> Activity
Filter the entries below, keeping only lines with the word "format".

#### Listed entries

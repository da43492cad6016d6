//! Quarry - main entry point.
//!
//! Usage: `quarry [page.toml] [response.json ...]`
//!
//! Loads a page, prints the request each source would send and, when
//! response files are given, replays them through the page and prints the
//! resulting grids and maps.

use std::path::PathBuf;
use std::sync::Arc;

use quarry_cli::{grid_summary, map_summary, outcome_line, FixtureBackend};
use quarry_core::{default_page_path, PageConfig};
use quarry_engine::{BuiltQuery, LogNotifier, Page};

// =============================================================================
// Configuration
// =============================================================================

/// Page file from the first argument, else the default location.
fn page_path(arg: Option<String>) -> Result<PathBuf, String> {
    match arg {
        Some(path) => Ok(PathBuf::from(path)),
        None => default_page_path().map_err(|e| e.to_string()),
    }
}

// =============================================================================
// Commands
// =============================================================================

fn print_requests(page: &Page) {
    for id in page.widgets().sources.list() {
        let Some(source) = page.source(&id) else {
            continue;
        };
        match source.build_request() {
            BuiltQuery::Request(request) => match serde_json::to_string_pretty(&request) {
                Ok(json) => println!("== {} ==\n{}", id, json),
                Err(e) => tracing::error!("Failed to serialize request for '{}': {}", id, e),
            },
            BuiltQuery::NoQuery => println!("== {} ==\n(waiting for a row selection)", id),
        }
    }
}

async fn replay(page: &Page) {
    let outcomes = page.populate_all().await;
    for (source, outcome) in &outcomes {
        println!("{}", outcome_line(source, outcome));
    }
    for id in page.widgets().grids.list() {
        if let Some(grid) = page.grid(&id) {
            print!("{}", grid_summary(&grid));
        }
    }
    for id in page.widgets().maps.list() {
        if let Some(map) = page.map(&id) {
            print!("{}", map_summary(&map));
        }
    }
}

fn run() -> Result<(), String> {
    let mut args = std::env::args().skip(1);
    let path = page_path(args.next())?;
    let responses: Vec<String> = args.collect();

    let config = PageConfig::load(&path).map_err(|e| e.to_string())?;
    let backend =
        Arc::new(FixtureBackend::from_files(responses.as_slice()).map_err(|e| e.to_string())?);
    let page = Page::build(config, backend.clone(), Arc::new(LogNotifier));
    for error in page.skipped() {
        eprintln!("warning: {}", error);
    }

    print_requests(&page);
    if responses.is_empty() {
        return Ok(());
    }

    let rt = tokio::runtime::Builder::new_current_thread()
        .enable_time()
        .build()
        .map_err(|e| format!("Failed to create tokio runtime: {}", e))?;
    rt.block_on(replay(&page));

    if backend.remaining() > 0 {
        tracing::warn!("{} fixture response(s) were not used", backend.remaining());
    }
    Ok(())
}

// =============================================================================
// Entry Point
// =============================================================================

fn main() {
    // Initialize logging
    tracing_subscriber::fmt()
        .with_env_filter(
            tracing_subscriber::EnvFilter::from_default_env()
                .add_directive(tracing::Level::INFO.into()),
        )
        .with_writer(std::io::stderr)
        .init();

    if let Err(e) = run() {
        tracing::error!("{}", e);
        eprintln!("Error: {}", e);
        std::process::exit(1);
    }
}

########
#### Listed entries

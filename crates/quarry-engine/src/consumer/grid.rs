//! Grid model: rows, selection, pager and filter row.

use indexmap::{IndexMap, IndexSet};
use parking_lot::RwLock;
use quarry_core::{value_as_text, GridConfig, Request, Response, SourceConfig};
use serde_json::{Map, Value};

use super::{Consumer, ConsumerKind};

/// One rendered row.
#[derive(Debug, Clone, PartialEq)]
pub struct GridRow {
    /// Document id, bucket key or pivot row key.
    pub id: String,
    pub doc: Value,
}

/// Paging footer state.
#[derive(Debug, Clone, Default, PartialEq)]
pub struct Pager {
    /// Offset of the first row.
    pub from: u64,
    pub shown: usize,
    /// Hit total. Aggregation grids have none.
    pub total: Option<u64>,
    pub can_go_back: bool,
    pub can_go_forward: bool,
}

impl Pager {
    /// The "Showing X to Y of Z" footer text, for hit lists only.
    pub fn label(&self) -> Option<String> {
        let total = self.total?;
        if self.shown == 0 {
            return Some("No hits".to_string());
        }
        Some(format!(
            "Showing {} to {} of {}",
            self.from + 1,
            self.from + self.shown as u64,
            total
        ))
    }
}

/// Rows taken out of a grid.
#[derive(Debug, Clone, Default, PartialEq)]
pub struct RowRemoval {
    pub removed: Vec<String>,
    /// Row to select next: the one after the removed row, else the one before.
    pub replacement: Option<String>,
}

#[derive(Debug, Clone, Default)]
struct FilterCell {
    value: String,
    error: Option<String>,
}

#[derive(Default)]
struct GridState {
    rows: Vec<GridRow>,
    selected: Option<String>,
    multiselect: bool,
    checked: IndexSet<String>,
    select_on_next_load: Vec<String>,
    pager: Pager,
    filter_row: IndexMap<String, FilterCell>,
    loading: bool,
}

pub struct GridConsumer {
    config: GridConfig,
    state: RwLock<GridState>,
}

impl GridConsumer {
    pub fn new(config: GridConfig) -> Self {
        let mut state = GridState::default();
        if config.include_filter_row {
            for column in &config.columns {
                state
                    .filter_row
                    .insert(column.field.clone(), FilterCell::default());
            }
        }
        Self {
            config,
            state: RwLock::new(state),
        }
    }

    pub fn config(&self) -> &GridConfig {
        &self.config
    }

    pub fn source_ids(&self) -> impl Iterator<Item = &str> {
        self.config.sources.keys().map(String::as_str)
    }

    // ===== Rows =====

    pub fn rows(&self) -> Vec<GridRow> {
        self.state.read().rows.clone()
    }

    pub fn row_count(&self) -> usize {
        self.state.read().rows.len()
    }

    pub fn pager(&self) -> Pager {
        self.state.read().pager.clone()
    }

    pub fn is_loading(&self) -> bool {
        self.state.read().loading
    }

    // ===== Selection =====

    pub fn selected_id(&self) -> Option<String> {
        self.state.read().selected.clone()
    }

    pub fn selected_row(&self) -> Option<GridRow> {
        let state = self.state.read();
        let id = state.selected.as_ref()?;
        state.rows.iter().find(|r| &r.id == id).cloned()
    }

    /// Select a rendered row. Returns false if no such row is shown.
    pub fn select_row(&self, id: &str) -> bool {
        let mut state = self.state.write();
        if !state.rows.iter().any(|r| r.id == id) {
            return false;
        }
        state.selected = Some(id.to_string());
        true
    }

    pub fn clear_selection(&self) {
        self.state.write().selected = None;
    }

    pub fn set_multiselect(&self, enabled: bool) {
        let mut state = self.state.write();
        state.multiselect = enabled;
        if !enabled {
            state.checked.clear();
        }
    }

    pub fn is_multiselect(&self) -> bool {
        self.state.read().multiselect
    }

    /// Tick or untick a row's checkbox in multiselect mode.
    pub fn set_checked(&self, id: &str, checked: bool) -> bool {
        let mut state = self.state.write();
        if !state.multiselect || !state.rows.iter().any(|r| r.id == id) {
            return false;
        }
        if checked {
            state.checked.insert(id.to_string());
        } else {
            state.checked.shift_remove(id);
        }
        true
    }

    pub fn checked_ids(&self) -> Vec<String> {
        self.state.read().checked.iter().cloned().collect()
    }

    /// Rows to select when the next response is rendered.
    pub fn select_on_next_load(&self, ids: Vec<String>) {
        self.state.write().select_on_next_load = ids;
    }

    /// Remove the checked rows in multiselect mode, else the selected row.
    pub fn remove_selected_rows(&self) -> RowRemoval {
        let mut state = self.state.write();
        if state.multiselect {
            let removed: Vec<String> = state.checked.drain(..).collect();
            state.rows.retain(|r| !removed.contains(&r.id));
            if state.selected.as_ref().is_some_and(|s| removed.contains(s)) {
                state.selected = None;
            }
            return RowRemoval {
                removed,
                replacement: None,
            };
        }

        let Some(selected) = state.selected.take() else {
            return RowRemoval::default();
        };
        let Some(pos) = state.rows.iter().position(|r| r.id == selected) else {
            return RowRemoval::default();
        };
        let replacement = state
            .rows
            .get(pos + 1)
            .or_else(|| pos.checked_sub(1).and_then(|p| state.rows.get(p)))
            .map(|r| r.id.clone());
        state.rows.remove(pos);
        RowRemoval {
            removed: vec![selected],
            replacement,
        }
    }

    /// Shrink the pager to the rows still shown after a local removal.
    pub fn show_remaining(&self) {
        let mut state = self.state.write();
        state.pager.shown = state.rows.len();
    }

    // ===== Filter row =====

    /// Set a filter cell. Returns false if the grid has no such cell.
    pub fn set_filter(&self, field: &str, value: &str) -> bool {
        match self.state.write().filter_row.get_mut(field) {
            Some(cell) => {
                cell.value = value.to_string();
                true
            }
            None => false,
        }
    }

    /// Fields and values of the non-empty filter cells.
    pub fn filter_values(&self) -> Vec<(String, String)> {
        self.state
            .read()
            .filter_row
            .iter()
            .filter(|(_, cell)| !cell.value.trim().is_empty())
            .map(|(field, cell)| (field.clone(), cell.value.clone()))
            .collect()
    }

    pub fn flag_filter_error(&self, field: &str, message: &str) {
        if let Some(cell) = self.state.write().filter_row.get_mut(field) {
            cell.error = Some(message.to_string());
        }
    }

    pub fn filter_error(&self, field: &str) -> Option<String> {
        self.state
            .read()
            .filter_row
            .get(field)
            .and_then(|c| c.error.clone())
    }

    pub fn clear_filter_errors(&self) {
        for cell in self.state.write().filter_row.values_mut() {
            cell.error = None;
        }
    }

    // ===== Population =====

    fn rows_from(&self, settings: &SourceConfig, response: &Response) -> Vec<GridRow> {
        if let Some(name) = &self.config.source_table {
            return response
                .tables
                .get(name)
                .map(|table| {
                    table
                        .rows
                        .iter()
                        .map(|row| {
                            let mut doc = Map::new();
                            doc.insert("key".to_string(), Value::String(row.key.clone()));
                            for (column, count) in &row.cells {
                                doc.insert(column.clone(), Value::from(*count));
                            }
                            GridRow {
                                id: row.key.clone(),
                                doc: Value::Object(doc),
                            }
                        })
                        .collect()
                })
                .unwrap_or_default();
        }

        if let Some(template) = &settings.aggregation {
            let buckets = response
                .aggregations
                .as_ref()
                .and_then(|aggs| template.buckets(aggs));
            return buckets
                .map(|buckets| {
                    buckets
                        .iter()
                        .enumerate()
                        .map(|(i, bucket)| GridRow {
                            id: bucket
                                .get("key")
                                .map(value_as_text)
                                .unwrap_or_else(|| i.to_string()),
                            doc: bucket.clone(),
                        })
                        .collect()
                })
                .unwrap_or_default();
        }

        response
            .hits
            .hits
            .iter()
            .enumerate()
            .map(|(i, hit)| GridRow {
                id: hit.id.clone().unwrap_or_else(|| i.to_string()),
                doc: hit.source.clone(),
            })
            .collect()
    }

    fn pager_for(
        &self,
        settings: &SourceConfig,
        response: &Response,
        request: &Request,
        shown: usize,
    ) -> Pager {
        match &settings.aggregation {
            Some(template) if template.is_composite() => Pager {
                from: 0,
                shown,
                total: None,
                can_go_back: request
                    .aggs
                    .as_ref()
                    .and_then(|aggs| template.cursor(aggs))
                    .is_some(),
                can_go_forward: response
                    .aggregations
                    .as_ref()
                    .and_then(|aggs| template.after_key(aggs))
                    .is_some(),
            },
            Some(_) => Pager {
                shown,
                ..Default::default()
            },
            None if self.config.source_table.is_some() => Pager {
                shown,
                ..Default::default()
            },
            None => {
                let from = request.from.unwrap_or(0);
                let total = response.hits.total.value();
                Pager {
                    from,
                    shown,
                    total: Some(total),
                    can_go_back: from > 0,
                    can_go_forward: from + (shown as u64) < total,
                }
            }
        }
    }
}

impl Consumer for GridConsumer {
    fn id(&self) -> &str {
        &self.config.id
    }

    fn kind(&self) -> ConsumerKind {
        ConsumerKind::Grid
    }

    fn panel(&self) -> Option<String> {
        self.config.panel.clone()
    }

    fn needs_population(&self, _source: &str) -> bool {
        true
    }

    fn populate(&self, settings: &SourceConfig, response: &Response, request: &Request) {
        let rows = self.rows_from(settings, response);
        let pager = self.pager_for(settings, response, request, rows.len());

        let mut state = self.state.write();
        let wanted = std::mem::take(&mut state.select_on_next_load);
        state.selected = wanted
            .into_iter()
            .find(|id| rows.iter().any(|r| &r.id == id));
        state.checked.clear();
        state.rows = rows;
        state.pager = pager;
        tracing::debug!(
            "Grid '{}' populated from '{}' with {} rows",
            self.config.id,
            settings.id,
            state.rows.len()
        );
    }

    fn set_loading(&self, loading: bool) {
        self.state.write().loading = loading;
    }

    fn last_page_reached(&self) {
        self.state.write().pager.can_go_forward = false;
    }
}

########

> Response to this exercise
        .map_err(|e| format!("Failed to create tokio runtime: {}", e))?;
        Some(format!(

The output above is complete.